Adams Township is a civil township of Arenac County in the U.S. state of Michigan. As of the 2020 census, the township population was 554.

==History==
On March 29, 1886, Adams Township was set off from Deep River Township. James Adams, Albert Reagh and Lui Klein were appointed to oversee the first annual township meeting to be held April 5, 1886

==Geography==
According to the United States Census Bureau, the township has a total area of 92.5 km2, of which 92.3 km2 is land and 0.2 km2, or 0.26%, is water.

==Demographics==
As of the census of 2000, there were 550 people, 190 households, and 151 families residing in the township. The population density was 15.4 per square mile (6.0/km^{2}). There were 226 housing units at an average density of 6.3 per square mile (2.4/km^{2}). The racial makeup of the township was 97.45% White, 1.27% Native American, 0.18% Asian, and 1.09% from two or more races. Hispanic or Latino of any race were 0.55% of the population.

There were 190 households, out of which 39.5% had children under the age of 18 living with them, 66.8% were married couples living together, 7.9% had a female householder with no husband present, and 20.5% were non-families. 18.9% of all households were made up of individuals, and 10.5% had someone living alone who was 65 years of age or older. The average household size was 2.89 and the average family size was 3.29.

In the township the population was spread out, with 30.7% under the age of 18, 7.1% from 18 to 24, 28.5% from 25 to 44, 23.8% from 45 to 64, and 9.8% who were 65 years of age or older.

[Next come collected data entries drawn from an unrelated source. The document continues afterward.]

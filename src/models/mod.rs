//! Data models for the linkage engine.
//!
//! This module contains the identity record, the request/response envelopes,
//! and the closed action and source tag sets.

mod action;
mod identity;
mod request;
mod source;
mod summary;

pub use action::Action;
pub use identity::{
    DocumentValues, IdentityRecord, LinkageKey, MaskedAttributes, PerSource, SourceCounters,
};
pub use request::{LinkageRequest, LinkageResponse, ResponseStatus};
pub use source::SourceType;
pub use summary::{IdentitySummary, SOURCE_NOT_AVAILABLE, counter_label};
//! Request action tags.

use serde::{Deserialize, Serialize};
use std::fmt;

/// Linkage engine actions.
#[derive(Debug, Clone, Copy, PartialEq, Eq, Hash, Serialize, Deserialize)]
#[serde(rename_all = "UPPERCASE")]
pub enum Action {
    /// Link a source to a matching identity, creating one if needed.
    Insert,
    /// Fork an identity with new attributes.
    Update,
    /// Unlink a source from an identity.
    Delete,
    /// Look up an identity by key.
    Search,
}

impl Action {
    /// Returns the action tag.
    #[must_use]
    pub const fn as_str(&self) -> &'static str {
        match self {
            Self::Insert => "INSERT",
            Self::Update => "UPDATE",
            Self::Delete => "DELETE",
            Self::Search => "SEARCH",
        }
    }

    /// Parses an action tag (case-insensitive, trimmed).
    #[must_use]
    pub fn parse(s: &str) -> Option<Self> {
        match s.trim().to_uppercase().as_str() {
            "INSERT" => Some(Self::Insert),
            "UPDATE" => Some(Self::Update),
            "DELETE" => Some(Self::Delete),
            "SEARCH" => Some(Self::Search),
            _ => None,
        }
    }
}

impl fmt::Display for Action {
    fn fmt(&self, f: &mut fmt::Formatter<'_>) -> fmt::Result {
        write!(f, "{}", self.as_str())
    }
}
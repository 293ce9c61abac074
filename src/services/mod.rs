//! Business logic services.
//!
//! Services orchestrate the identity store and provide the linkage operations.

pub mod lease;
pub mod linkage;
pub mod matching;

pub use lease::{DEFAULT_LEASE_TIMEOUT, LeaseGuard, LeaseKey, LeaseTable};
pub use linkage::{
    DeleteOutcome, ForkOutcome, InsertKind, InsertOutcome, LinkageOutcome, LinkageService,
    parse_source, require_key,
};
pub use matching::{Attributes, MaskedIndex};
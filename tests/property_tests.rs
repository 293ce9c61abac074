//! Property-based tests for the linkage engine.
//!
//! Uses proptest to verify invariants across random inputs:
//! - Normalization is idempotent and masking ignores case and padding
//! - Source and action tags parse case-insensitively
//! - Random INSERT/UPDATE/DELETE/SEARCH sequences never leave an
//!   unreferenced record in the store
//! - Counter arithmetic of INSERT, UPDATE and DELETE

// Property tests use expect/unwrap for simplicity - panics are acceptable in tests
#![allow(clippy::expect_used, clippy::unwrap_used)]

use aadhaar_linkage::models::SOURCE_NOT_AVAILABLE;
use aadhaar_linkage::security::normalize;
use aadhaar_linkage::services::{DeleteOutcome, InsertKind};
use aadhaar_linkage::{
    Action, IdentityStore, InMemoryIdentityStore, LinkageKey, LinkageService, Pseudonymizer,
    Sha256Pseudonymizer, SourceType,
};
use proptest::prelude::*;
use std::collections::HashMap;

const FORENAMES: [&str; 3] = ["Asha", "Ravi", "Meera"];
const DOBS: [&str; 2] = ["1990-01-01", "1985-05-05"];
const ACTIONS: [Action; 4] = [Action::Insert, Action::Update, Action::Delete, Action::Search];

#[derive(Debug, Clone)]
enum Op {
    Insert { person: usize, source: usize },
    Update { key: usize, person: usize, source: usize },
    Delete { key: usize, source: usize },
    Search { key: usize },
}

fn op_strategy() -> impl Strategy<Value = Op> {
    prop_oneof![
        3 => (0usize..6, 0usize..4).prop_map(|(person, source)| Op::Insert { person, source }),
        2 => (0usize..16, 0usize..6, 0usize..4)
            .prop_map(|(key, person, source)| Op::Update { key, person, source }),
        2 => (0usize..16, 0usize..4).prop_map(|(key, source)| Op::Delete { key, source }),
        1 => (0usize..16).prop_map(|key| Op::Search { key }),
    ]
}

fn person(index: usize) -> HashMap<String, String> {
    HashMap::from([
        (
            "forename".to_string(),
            FORENAMES[index % FORENAMES.len()].to_string(),
        ),
        ("dob".to_string(), DOBS[index % DOBS.len()].to_string()),
    ])
}

fn source(index: usize) -> SourceType {
    SourceType::all()[index % SourceType::all().len()]
}

fn pick(keys: &[LinkageKey], index: usize) -> Option<&LinkageKey> {
    if keys.is_empty() {
        None
    } else {
        keys.get(index % keys.len())
    }
}

proptest! {
    /// Property: normalization is idempotent.
    #[test]
    fn prop_normalize_idempotent(s in "[a-zA-Z0-9 \t-]{0,40}") {
        let once = normalize(&s);
        prop_assert_eq!(normalize(&once), once);
    }

    /// Property: masks ignore case and surrounding whitespace.
    #[test]
    fn prop_mask_ignores_case_and_padding(
        s in "[a-zA-Z0-9-]{1,30}",
        left in "[ \t]{0,3}",
        right in "[ \t]{0,3}",
    ) {
        let p = Sha256Pseudonymizer;
        let padded = format!("{left}{}{right}", s.to_uppercase());
        prop_assert_eq!(p.mask(&padded), p.mask(&s.to_lowercase()));
        prop_assert_eq!(p.mask(&s).len(), 64);
    }

    /// Property: source tags parse case-insensitively and round-trip.
    #[test]
    fn prop_source_parse_roundtrips(idx in 0usize..4, upper in any::<bool>()) {
        let source = SourceType::all()[idx];
        let tag = if upper {
            source.as_str().to_uppercase()
        } else {
            source.as_str().to_lowercase()
        };
        prop_assert_eq!(SourceType::parse(&tag), Some(source));
    }

    /// Property: action tags parse case-insensitively.
    #[test]
    fn prop_action_parse_roundtrips(idx in 0usize..4, pad in "[ ]{0,2}") {
        let action = ACTIONS[idx];
        let tag = format!("{pad}{}{pad}", action.as_str().to_lowercase());
        prop_assert_eq!(Action::parse(&tag), Some(action));
    }

    /// Property: no sequence of operations leaves an unreferenced record,
    /// and each operation moves counters as documented.
    #[test]
    fn prop_random_operations_preserve_invariants(
        ops in prop::collection::vec(op_strategy(), 1..40)
    ) {
        let service = LinkageService::new(InMemoryIdentityStore::new(), Sha256Pseudonymizer);
        let mut keys: Vec<LinkageKey> = Vec::new();

        for op in ops {
            match op {
                Op::Insert { person: who, source: src } => {
                    let source = source(src);
                    let outcome = service.insert(source, Some(&person(who))).unwrap();
                    if outcome.kind == InsertKind::AlreadyLinked {
                        prop_assert_ne!(outcome.summary.counter(source), SOURCE_NOT_AVAILABLE);
                    } else {
                        prop_assert_eq!(outcome.summary.counter(source), "1");
                    }
                    if outcome.kind == InsertKind::Created {
                        keys.push(outcome.summary.key.clone());
                    }
                },
                Op::Update { key, person: who, source: src } => {
                    let Some(key) = pick(&keys, key).cloned() else { continue };
                    let source = source(src);
                    let before = service.store().get(&key).unwrap();
                    let result = service.update(&key, source, Some(&person(who)));

                    let Some(before) = before else {
                        prop_assert!(result.is_err());
                        continue;
                    };
                    let fork = result.unwrap();
                    let new = service.store().get(&fork.new_key).unwrap().unwrap();
                    prop_assert_eq!(new.counter(source), before.counter(source) + 1);
                    for other in SourceType::all().iter().filter(|s| **s != source) {
                        prop_assert_eq!(new.counter(*other), before.counter(*other));
                    }

                    let old = service.store().get(&key).unwrap();
                    prop_assert_eq!(old.is_none(), fork.previous_retired);
                    if let Some(old) = old {
                        prop_assert_eq!(
                            old.counter(source),
                            before.counter(source).saturating_sub(1)
                        );
                    }
                    keys.push(fork.new_key);
                },
                Op::Delete { key, source: src } => {
                    let Some(key) = pick(&keys, key).cloned() else { continue };
                    let source = source(src);
                    match service.delete(&key, source) {
                        Ok(DeleteOutcome::Removed(removed)) => {
                            prop_assert_eq!(&removed, &key);
                            prop_assert!(service.store().get(&key).unwrap().is_none());
                        },
                        Ok(DeleteOutcome::Unlinked(summary)) => {
                            prop_assert_eq!(summary.counter(source), SOURCE_NOT_AVAILABLE);
                        },
                        Err(_) => prop_assert!(service.store().get(&key).unwrap().is_none()),
                    }
                },
                Op::Search { key } => {
                    let Some(key) = pick(&keys, key).cloned() else { continue };
                    let stored = service.store().get(&key).unwrap();
                    prop_assert_eq!(service.search(&key).is_ok(), stored.is_some());
                },
            }

            for key in service.store().list_keys().unwrap() {
                let record = service.store().get(&key).unwrap().unwrap();
                prop_assert!(!record.is_unreferenced(), "unreferenced record {}", key);
            }
        }
    }
}
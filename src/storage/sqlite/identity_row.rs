//! Row conversion for the `person_identity` table.

use crate::models::{DocumentValues, IdentityRecord, LinkageKey, MaskedAttributes, SourceCounters};
use chrono::{DateTime, TimeZone, Utc};
use rusqlite::Row;

/// Column list shared by every `SELECT` against `person_identity`.
///
/// Order must match [`read_identity_row`].
pub const IDENTITY_COLUMNS: &str = "linkage_key, hashed_forename, hashed_secondname, \
     hashed_lastname, hashed_dob, hashed_address, gender, \
     hashed_aadhaar_number, hashed_pan_number, hashed_voter_id, hashed_dl_number, \
     aadhaar_counter, pan_counter, voter_id_counter, dl_counter, \
     forked_from, created_at, updated_at";

/// Schema of the identity table and its lookup index.
pub const IDENTITY_SCHEMA: &str = "
    CREATE TABLE IF NOT EXISTS person_identity (
        seq INTEGER PRIMARY KEY AUTOINCREMENT,
        linkage_key TEXT NOT NULL UNIQUE,
        hashed_forename TEXT,
        hashed_secondname TEXT,
        hashed_lastname TEXT,
        hashed_dob TEXT,
        hashed_address TEXT,
        gender TEXT,
        hashed_aadhaar_number TEXT,
        hashed_pan_number TEXT,
        hashed_voter_id TEXT,
        hashed_dl_number TEXT,
        aadhaar_counter INTEGER NOT NULL DEFAULT 0 CHECK (aadhaar_counter >= 0),
        pan_counter INTEGER NOT NULL DEFAULT 0 CHECK (pan_counter >= 0),
        voter_id_counter INTEGER NOT NULL DEFAULT 0 CHECK (voter_id_counter >= 0),
        dl_counter INTEGER NOT NULL DEFAULT 0 CHECK (dl_counter >= 0),
        forked_from TEXT,
        created_at INTEGER NOT NULL,
        updated_at INTEGER NOT NULL
    );
    CREATE INDEX IF NOT EXISTS idx_person_identity_forename_dob
        ON person_identity(hashed_forename, hashed_dob, seq DESC);
";

/// Converts a row selected with [`IDENTITY_COLUMNS`] into a record.
///
/// # Errors
///
/// Returns a `rusqlite` error if a column has an unexpected type.
pub fn read_identity_row(row: &Row<'_>) -> rusqlite::Result<IdentityRecord> {
    let key: String = row.get(0)?;
    let forked_from: Option<String> = row.get(15)?;
    let created_at: i64 = row.get(16)?;
    let updated_at: i64 = row.get(17)?;

    Ok(IdentityRecord {
        key: LinkageKey::new(key),
        attributes: MaskedAttributes {
            forename: row.get(1)?,
            secondname: row.get(2)?,
            lastname: row.get(3)?,
            dob: row.get(4)?,
            address: row.get(5)?,
        },
        gender: row.get(6)?,
        documents: DocumentValues::from_array([row.get(7)?, row.get(8)?, row.get(9)?, row.get(10)?]),
        counters: SourceCounters::from_array([
            row.get(11)?,
            row.get(12)?,
            row.get(13)?,
            row.get(14)?,
        ]),
        forked_from: forked_from.map(LinkageKey::new),
        created_at: from_millis(created_at),
        updated_at: from_millis(updated_at),
    })
}

/// Converts epoch milliseconds to a UTC timestamp.
fn from_millis(millis: i64) -> Option<DateTime<Utc>> {
    Utc.timestamp_millis_opt(millis).single()
}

The median age was 35 years. For every 100 females, there were 103.7 males. For every 100 females age 18 and over, there were 97.4 males.

The median income for a household in the township was $36,346, and the median income for a family was $40,227. Males had a median income of $26,029 versus $19,625 for females. The per capita income for the township was $14,776. About 11.4% of families and 15.4% of the population were below the poverty line, including 26.3% of those under age 18 and 13.1% of those age 65 or over.